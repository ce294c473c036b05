//! plane-fem - run a plane analysis from an input table

use std::fs;
use std::path::{Path, PathBuf};
use std::process::ExitCode;

use anyhow::{Context, Result};
use clap::Parser;
use log::{error, info};

use plane_fem::io;
use plane_fem::prelude::*;

/// Linear elastic analysis of Quad4/Quad8 plane meshes
#[derive(Debug, Parser)]
#[command(name = "plane-fem", version, about)]
struct Args {
    /// Input table (materials, nodes, elements)
    input: PathBuf,

    /// Result table path [default: <INPUT stem>_result.csv]
    #[arg(short, long)]
    output: Option<PathBuf>,

    /// Also write a JSON report with summary and per-node results
    #[arg(long)]
    json: Option<PathBuf>,

    /// JSON file with analysis options
    #[arg(long)]
    options: Option<PathBuf>,

    /// Evaluate element stiffness on a single thread
    #[arg(long)]
    serial: bool,
}

fn default_output(input: &Path) -> PathBuf {
    let stem = input
        .file_stem()
        .map(|s| s.to_string_lossy().into_owned())
        .unwrap_or_else(|| "model".to_string());
    input.with_file_name(format!("{stem}_result.csv"))
}

fn load_options(args: &Args) -> Result<AnalysisOptions> {
    let mut options = match &args.options {
        Some(path) => {
            let text = fs::read_to_string(path)
                .with_context(|| format!("Failed to read options {}", path.display()))?;
            serde_json::from_str(&text)
                .with_context(|| format!("Invalid options in {}", path.display()))?
        }
        None => AnalysisOptions::default(),
    };
    if args.serial {
        options = options.serial();
    }
    Ok(options)
}

fn run(args: &Args) -> Result<()> {
    let options = load_options(args)?;

    let mesh = io::read_mesh(&args.input)
        .with_context(|| format!("Failed to read model {}", args.input.display()))?;
    info!(
        "Loaded {}: {} nodes, {} elements, {} materials",
        args.input.display(),
        mesh.node_count(),
        mesh.element_count(),
        mesh.materials().len()
    );

    let result = mesh.analyze(&options).context("Analysis failed")?;

    let output = args.output.clone().unwrap_or_else(|| default_output(&args.input));
    io::write_results_file(&output, &result.nodes)
        .with_context(|| format!("Failed to write results {}", output.display()))?;
    info!("Wrote {}", output.display());

    if let Some(path) = &args.json {
        let json = result.report().to_json()?;
        fs::write(path, json).with_context(|| format!("Failed to write report {}", path.display()))?;
        info!("Wrote {}", path.display());
    }

    let summary = &result.summary;
    info!(
        "DOFs: {} total, {} constrained, {} free",
        summary.total_dofs,
        summary.constrained_dofs,
        summary.free_dofs()
    );
    info!(
        "Reactions: FX={:.6e}, FY={:.6e} (applied FX={:.6e}, FY={:.6e})",
        summary.total_reaction[0], summary.total_reaction[1], summary.total_load[0], summary.total_load[1]
    );
    Ok(())
}

fn main() -> ExitCode {
    env_logger::Builder::from_env(env_logger::Env::default().default_filter_or("info")).init();

    let args = Args::parse();
    match run(&args) {
        Ok(()) => ExitCode::SUCCESS,
        Err(err) => {
            error!("{err:#}");
            ExitCode::FAILURE
        }
    }
}

#[cfg(test)]
mod tests {
    use super::*;

    #[test]
    fn test_default_output_name() {
        assert_eq!(
            default_output(Path::new("models/plate.csv")),
            PathBuf::from("models/plate_result.csv")
        );
    }

    #[test]
    fn test_args_parse() {
        let args = Args::parse_from(["plane-fem", "in.csv", "--serial", "--json", "r.json"]);
        assert_eq!(args.input, PathBuf::from("in.csv"));
        assert!(args.serial);
        assert_eq!(args.json, Some(PathBuf::from("r.json")));
        assert!(args.output.is_none());
    }
}
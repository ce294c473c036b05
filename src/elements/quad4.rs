//! Quad4 - 4-node bilinear isoparametric quadrilateral
//!
//! ```text
//!  4---------3
//!  |         |
//!  |         |
//!  1---------2
//! ```
//!
//! Integrated with the 2x2 Gauss rule. Integration point p sits closest to
//! the corner listed in [`Quad4::EXTRAPOLATION_MAP`], which is how nodal stress
//! is extrapolated with coefficient √3.

use super::gauss::{gauss_2x2, GaussPoint};
use super::Formulation;

/// Bilinear quadrilateral formulation data
#[derive(Debug, Clone, Copy, PartialEq, Eq)]
pub struct Quad4;

impl Formulation for Quad4 {
    const NODE_COUNT: usize = 4;

    /// Corner k takes the stress of point EXTRAPOLATION_MAP[k]
    const EXTRAPOLATION_MAP: &'static [usize] = &[0, 1, 3, 2];

    fn gauss_points() -> Vec<GaussPoint> {
        gauss_2x2().to_vec()
    }

    fn shape_functions(xi: f64, eta: f64) -> Vec<f64> {
        vec![
            0.25 * (1.0 - xi) * (1.0 - eta),
            0.25 * (1.0 + xi) * (1.0 - eta),
            0.25 * (1.0 + xi) * (1.0 + eta),
            0.25 * (1.0 - xi) * (1.0 + eta),
        ]
    }

    fn natural_derivatives(xi: f64, eta: f64) -> Vec<[f64; 2]> {
        vec![
            [-(1.0 - eta) / 4.0, -(1.0 - xi) / 4.0],
            [(1.0 - eta) / 4.0, -(1.0 + xi) / 4.0],
            [(1.0 + eta) / 4.0, (1.0 + xi) / 4.0],
            [-(1.0 + eta) / 4.0, (1.0 - xi) / 4.0],
        ]
    }

    fn extrapolation_coefficient() -> f64 {
        3.0_f64.sqrt()
    }
}

#[cfg(test)]
mod tests {
    use super::*;
    use approx::assert_relative_eq;

    #[test]
    fn test_partition_of_unity() {
        for (xi, eta) in [(0.0, 0.0), (0.3, -0.7), (-1.0, 1.0)] {
            let sum: f64 = Quad4::shape_functions(xi, eta).iter().sum();
            assert_relative_eq!(sum, 1.0, epsilon = 1e-14);
            let dsum = Quad4::natural_derivatives(xi, eta)
                .iter()
                .fold([0.0, 0.0], |acc, d| [acc[0] + d[0], acc[1] + d[1]]);
            assert_relative_eq!(dsum[0], 0.0, epsilon = 1e-14);
            assert_relative_eq!(dsum[1], 0.0, epsilon = 1e-14);
        }
    }

    #[test]
    fn test_derivatives_match_finite_difference() {
        let (xi, eta, h) = (0.21, -0.43, 1e-6);
        let d = Quad4::natural_derivatives(xi, eta);
        let np = Quad4::shape_functions(xi + h, eta);
        let nm = Quad4::shape_functions(xi - h, eta);
        let ep = Quad4::shape_functions(xi, eta + h);
        let em = Quad4::shape_functions(xi, eta - h);
        for i in 0..4 {
            assert_relative_eq!(d[i][0], (np[i] - nm[i]) / (2.0 * h), epsilon = 1e-8);
            assert_relative_eq!(d[i][1], (ep[i] - em[i]) / (2.0 * h), epsilon = 1e-8);
        }
    }

    #[test]
    fn test_extrapolation_map_points_at_nearest_corner() {
        let points = Quad4::gauss_points();
        let corners = [(-1.0, -1.0), (1.0, -1.0), (1.0, 1.0), (-1.0, 1.0)];
        for (k, &(cx, cy)) in corners.iter().enumerate() {
            let p = points[Quad4::EXTRAPOLATION_MAP[k]];
            assert_eq!(p.xi.signum(), cx);
            assert_eq!(p.eta.signum(), cy);
        }
    }
}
-- -- --
Word for word, write out all of the entries.

# Your solution
repository ce294c473c036b05
//! plane-fem - run a plane analysis from an input table

use std::fs;
use std::path::{Path, PathBuf};
use std::process::ExitCode;

use anyhow::{Context, Result};
use clap::Parser;
use log::{error, info};

use plane_fem::io;
use plane_fem::prelude::*;

/// Linear elastic analysis of Quad4/Quad8 plane meshes
#[derive(Debug, Parser)]
#[command(name = "plane-fem", version, about)]
struct Args {
    /// Input table (materials, nodes, elements)
    input: PathBuf,

    /// Result table path [default: <INPUT stem>_result.csv]
    #[arg(short, long)]
    output: Option<PathBuf>,

    /// Also write a JSON report with summary and per-node results
    #[arg(long)]
    json: Option<PathBuf>,

    /// JSON file with analysis options
    #[arg(long)]
    options: Option<PathBuf>,

    /// Evaluate element stiffness on a single thread
    #[arg(long)]
    serial: bool,
}

fn default_output(input: &Path) -> PathBuf {
    let stem = input
        .file_stem()
        .map(|s| s.to_string_lossy().into_owned())
        .unwrap_or_else(|| "model".to_string());
    input.with_file_name(format!("{stem}_result.csv"))
}

fn load_options(args: &Args) -> Result<AnalysisOptions> {
    let mut options = match &args.options {
        Some(path) => {
            let text = fs::read_to_string(path)
                .with_context(|| format!("Failed to read options {}", path.display()))?;
            serde_json::from_str(&text)
                .with_context(|| format!("Invalid options in {}", path.display()))?
        }
        None => AnalysisOptions::default(),
    };
    if args.serial {
        options = options.serial();
    }
    Ok(options)
}

fn run(args: &Args) -> Result<()> {
    let options = load_options(args)?;

    let mesh = io::read_mesh(&args.input)
        .with_context(|| format!("Failed to read model {}", args.input.display()))?;
    info!(
        "Loaded {}: {} nodes, {} elements, {} materials",
        args.input.display(),
        mesh.node_count(),
        mesh.element_count(),
        mesh.materials().len()
    );

    let result = mesh.analyze(&options).context("Analysis failed")?;

    let output = args.output.clone().unwrap_or_else(|| default_output(&args.input));
    io::write_results_file(&output, &result.nodes)
        .with_context(|| format!("Failed to write results {}", output.display()))?;
    info!("Wrote {}", output.display());

    if let Some(path) = &args.json {
        let json = result.report().to_json()?;
        fs::write(path, json).with_context(|| format!("Failed to write report {}", path.display()))?;
        info!("Wrote {}", path.display());
    }

    let summary = &result.summary;
    info!(
        "DOFs: {} total, {} constrained, {} free",
        summary.total_dofs,
        summary.constrained_dofs,
        summary.free_dofs()
    );
    info!(
        "Reactions: FX={:.6e}, FY={:.6e} (applied FX={:.6e}, FY={:.6e})",
        summary.total_reaction[0], summary.total_reaction[1], summary.total_load[0], summary.total_load[1]
    );
    Ok(())
}

fn main() -> ExitCode {
    env_logger::Builder::from_env(env_logger::Env::default().default_filter_or("info")).init();

    let args = Args::parse();
    match run(&args) {
        Ok(()) => ExitCode::SUCCESS,
        Err(err) => {
            error!("{err:#}");
            ExitCode::FAILURE
        }
    }
}

#[cfg(test)]
mod tests {
    use super::*;

    #[test]
    fn test_default_output_name() {
        assert_eq!(
            default_output(Path::new("models/plate.csv")),
            PathBuf::from("models/plate_result.csv")
        );
    }

    #[test]
    fn test_args_parse() {
        let args = Args::parse_from(["plane-fem", "in.csv", "--serial", "--json", "r.json"]);
        assert_eq!(args.input, PathBuf::from("in.csv"));
        assert!(args.serial);
        assert_eq!(args.json, Some(PathBuf::from("r.json")));
        assert!(args.output.is_none());
    }
}
repository ce294c473c036b05
filename src/elements/quad4.rs
//! Quad4 - 4-node bilinear isoparametric quadrilateral
//!
//! ```text
//!  4---------3
//!  |         |
//!  |         |
//!  1---------2
//! ```
//!
//! Integrated with the 2x2 Gauss rule. Integration point p sits closest to
//! the corner listed in [`Quad4::EXTRAPOLATION_MAP`], which is how nodal stress
//! is extrapolated with coefficient √3.

use super::gauss::{gauss_2x2, GaussPoint};
use super::Formulation;

/// Bilinear quadrilateral formulation data
#[derive(Debug, Clone, Copy, PartialEq, Eq)]
pub struct Quad4;

impl Formulation for Quad4 {
    const NODE_COUNT: usize = 4;

    /// Corner k takes the stress of point EXTRAPOLATION_MAP[k]
    const EXTRAPOLATION_MAP: &'static [usize] = &[0, 1, 3, 2];

    fn gauss_points() -> Vec<GaussPoint> {
        gauss_2x2().to_vec()
    }

    fn shape_functions(xi: f64, eta: f64) -> Vec<f64> {
        vec![
            0.25 * (1.0 - xi) * (1.0 - eta),
            0.25 * (1.0 + xi) * (1.0 - eta),
            0.25 * (1.0 + xi) * (1.0 + eta),
            0.25 * (1.0 - xi) * (1.0 + eta),
        ]
    }

    fn natural_derivatives(xi: f64, eta: f64) -> Vec<[f64; 2]> {
        vec![
            [-(1.0 - eta) / 4.0, -(1.0 - xi) / 4.0],
            [(1.0 - eta) / 4.0, -(1.0 + xi) / 4.0],
            [(1.0 + eta) / 4.0, (1.0 + xi) / 4.0],
            [-(1.0 + eta) / 4.0, (1.0 - xi) / 4.0],
        ]
    }

    fn extrapolation_coefficient() -> f64 {
        3.0_f64.sqrt()
    }
}

#[cfg(test)]
mod tests {
    use super::*;
    use approx::assert_relative_eq;

    #[test]
    fn test_partition_of_unity() {
        for (xi, eta) in [(0.0, 0.0), (0.3, -0.7), (-1.0, 1.0)] {
            let sum: f64 = Quad4::shape_functions(xi, eta).iter().sum();
            assert_relative_eq!(sum, 1.0, epsilon = 1e-14);
            let dsum = Quad4::natural_derivatives(xi, eta)
                .iter()
                .fold([0.0, 0.0], |acc, d| [acc[0] + d[0], acc[1] + d[1]]);
            assert_relative_eq!(dsum[0], 0.0, epsilon = 1e-14);
            assert_relative_eq!(dsum[1], 0.0, epsilon = 1e-14);
        }
    }

    #[test]
    fn test_derivatives_match_finite_difference() {
        let (xi, eta, h) = (0.21, -0.43, 1e-6);
        let d = Quad4::natural_derivatives(xi, eta);
        let np = Quad4::shape_functions(xi + h, eta);
        let nm = Quad4::shape_functions(xi - h, eta);
        let ep = Quad4::shape_functions(xi, eta + h);
        let em = Quad4::shape_functions(xi, eta - h);
        for i in 0..4 {
            assert_relative_eq!(d[i][0], (np[i] - nm[i]) / (2.0 * h), epsilon = 1e-8);
            assert_relative_eq!(d[i][1], (ep[i] - em[i]) / (2.0 * h), epsilon = 1e-8);
        }
    }

    #[test]
    fn test_extrapolation_map_points_at_nearest_corner() {
        let points = Quad4::gauss_points();
        let corners = [(-1.0, -1.0), (1.0, -1.0), (1.0, 1.0), (-1.0, 1.0)];
        for (k, &(cx, cy)) in corners.iter().enumerate() {
            let p = points[Quad4::EXTRAPOLATION_MAP[k]];
            assert_eq!(p.xi.signum(), cx);
            assert_eq!(p.eta.signum(), cy);
        }
    }
}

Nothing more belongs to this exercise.